> Problem description
Verbatim, and with nothing else, reproduce the data below from its first line through the line containing "pub trait ContentCatalog: Send".

> Recorded data
[Start of section]

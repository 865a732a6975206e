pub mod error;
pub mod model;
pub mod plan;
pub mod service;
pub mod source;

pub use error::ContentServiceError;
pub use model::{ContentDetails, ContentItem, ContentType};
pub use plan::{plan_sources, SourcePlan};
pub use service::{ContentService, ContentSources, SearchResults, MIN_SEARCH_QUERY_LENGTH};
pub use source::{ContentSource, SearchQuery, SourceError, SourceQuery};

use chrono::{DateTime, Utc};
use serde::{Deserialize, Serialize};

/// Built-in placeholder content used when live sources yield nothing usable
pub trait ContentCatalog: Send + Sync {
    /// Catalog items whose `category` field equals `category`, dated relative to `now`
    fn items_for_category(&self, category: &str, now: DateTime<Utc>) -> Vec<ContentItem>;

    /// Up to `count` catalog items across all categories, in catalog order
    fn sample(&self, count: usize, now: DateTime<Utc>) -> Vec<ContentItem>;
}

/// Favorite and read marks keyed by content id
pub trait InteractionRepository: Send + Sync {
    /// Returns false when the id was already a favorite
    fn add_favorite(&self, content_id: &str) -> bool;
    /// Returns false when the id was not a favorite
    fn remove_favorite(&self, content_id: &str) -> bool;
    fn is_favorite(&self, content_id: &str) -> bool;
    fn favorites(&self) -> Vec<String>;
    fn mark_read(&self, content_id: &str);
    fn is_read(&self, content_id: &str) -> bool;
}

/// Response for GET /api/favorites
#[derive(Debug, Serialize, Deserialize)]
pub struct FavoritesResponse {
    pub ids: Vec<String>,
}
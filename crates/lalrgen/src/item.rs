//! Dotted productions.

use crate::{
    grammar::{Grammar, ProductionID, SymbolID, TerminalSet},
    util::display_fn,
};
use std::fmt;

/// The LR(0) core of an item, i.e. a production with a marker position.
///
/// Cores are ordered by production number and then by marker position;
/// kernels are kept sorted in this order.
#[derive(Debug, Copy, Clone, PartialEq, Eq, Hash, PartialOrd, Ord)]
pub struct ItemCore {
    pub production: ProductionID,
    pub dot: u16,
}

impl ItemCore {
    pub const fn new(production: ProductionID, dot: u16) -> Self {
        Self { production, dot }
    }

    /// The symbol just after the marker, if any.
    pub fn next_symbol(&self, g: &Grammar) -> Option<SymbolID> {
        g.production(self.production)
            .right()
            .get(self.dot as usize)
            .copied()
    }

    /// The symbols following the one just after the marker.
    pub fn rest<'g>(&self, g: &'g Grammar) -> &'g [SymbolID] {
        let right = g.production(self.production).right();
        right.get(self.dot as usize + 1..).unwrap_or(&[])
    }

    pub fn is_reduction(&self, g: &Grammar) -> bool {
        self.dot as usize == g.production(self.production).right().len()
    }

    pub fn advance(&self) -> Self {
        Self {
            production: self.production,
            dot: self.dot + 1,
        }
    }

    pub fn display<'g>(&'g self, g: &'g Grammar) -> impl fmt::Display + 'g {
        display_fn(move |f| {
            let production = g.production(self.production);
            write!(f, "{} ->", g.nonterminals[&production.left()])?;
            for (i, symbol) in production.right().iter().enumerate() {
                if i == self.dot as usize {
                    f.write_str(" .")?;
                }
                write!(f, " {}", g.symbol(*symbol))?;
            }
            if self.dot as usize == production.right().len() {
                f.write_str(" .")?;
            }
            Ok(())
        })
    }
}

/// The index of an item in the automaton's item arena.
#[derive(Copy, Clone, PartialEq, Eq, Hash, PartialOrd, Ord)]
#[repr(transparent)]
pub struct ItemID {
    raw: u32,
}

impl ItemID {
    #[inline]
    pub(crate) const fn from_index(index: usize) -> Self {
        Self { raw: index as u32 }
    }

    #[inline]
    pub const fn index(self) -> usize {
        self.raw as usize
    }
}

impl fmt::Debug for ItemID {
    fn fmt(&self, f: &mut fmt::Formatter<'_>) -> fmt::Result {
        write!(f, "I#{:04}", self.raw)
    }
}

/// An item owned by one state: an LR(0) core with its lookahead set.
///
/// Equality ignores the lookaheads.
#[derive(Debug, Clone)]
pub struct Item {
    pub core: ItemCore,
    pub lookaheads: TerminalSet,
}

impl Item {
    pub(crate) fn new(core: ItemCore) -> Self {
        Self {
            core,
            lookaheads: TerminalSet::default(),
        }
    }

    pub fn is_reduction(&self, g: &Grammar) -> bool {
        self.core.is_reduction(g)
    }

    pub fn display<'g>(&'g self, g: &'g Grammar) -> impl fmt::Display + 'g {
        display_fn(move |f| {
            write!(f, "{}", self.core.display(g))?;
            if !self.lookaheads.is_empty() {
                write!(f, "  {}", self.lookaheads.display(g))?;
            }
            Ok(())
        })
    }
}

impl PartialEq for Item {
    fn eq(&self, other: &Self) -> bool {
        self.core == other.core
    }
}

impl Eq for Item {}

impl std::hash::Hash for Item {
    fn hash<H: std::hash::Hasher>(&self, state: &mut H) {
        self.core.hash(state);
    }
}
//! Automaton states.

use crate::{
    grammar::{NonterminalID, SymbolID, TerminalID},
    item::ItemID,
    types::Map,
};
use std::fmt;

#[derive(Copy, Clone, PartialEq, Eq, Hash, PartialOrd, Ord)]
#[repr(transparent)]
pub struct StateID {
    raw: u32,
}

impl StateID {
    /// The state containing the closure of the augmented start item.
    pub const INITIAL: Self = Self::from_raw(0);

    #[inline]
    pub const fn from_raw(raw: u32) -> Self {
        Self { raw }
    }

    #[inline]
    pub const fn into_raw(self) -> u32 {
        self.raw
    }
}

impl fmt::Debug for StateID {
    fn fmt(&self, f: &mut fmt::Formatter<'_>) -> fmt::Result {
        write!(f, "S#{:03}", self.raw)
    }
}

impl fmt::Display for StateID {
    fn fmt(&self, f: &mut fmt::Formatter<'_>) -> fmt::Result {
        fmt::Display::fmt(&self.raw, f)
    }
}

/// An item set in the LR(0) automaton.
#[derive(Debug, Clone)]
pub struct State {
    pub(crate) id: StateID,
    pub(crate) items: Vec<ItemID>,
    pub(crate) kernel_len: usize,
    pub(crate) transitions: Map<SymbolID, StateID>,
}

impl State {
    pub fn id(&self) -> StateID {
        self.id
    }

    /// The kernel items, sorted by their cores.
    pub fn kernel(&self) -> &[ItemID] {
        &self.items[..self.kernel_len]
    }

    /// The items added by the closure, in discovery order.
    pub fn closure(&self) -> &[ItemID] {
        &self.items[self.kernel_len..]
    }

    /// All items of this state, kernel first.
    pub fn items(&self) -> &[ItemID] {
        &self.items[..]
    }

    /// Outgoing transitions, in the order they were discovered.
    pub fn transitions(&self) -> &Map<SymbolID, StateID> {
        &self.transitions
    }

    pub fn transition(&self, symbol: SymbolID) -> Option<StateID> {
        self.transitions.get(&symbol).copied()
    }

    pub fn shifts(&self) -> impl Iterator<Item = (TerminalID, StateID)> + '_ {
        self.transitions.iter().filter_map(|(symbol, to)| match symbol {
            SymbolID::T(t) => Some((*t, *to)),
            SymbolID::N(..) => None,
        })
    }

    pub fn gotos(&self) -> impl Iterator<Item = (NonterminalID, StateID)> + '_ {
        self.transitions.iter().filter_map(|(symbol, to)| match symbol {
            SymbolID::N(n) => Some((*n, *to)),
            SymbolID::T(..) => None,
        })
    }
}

[End of section]

> Task result
repository 865a732a6975206e
pub mod error;
pub mod model;
pub mod plan;
pub mod service;
pub mod source;

pub use error::ContentServiceError;
pub use model::{ContentDetails, ContentItem, ContentType};
pub use plan::{plan_sources, SourcePlan};
pub use service::{ContentService, ContentSources, SearchResults, MIN_SEARCH_QUERY_LENGTH};
pub use source::{ContentSource, SearchQuery, SourceError, SourceQuery};

use chrono::{DateTime, Utc};
use serde::{Deserialize, Serialize};

/// Built-in placeholder content used when live sources yield nothing usable
pub trait ContentCatalog: Send + Sync {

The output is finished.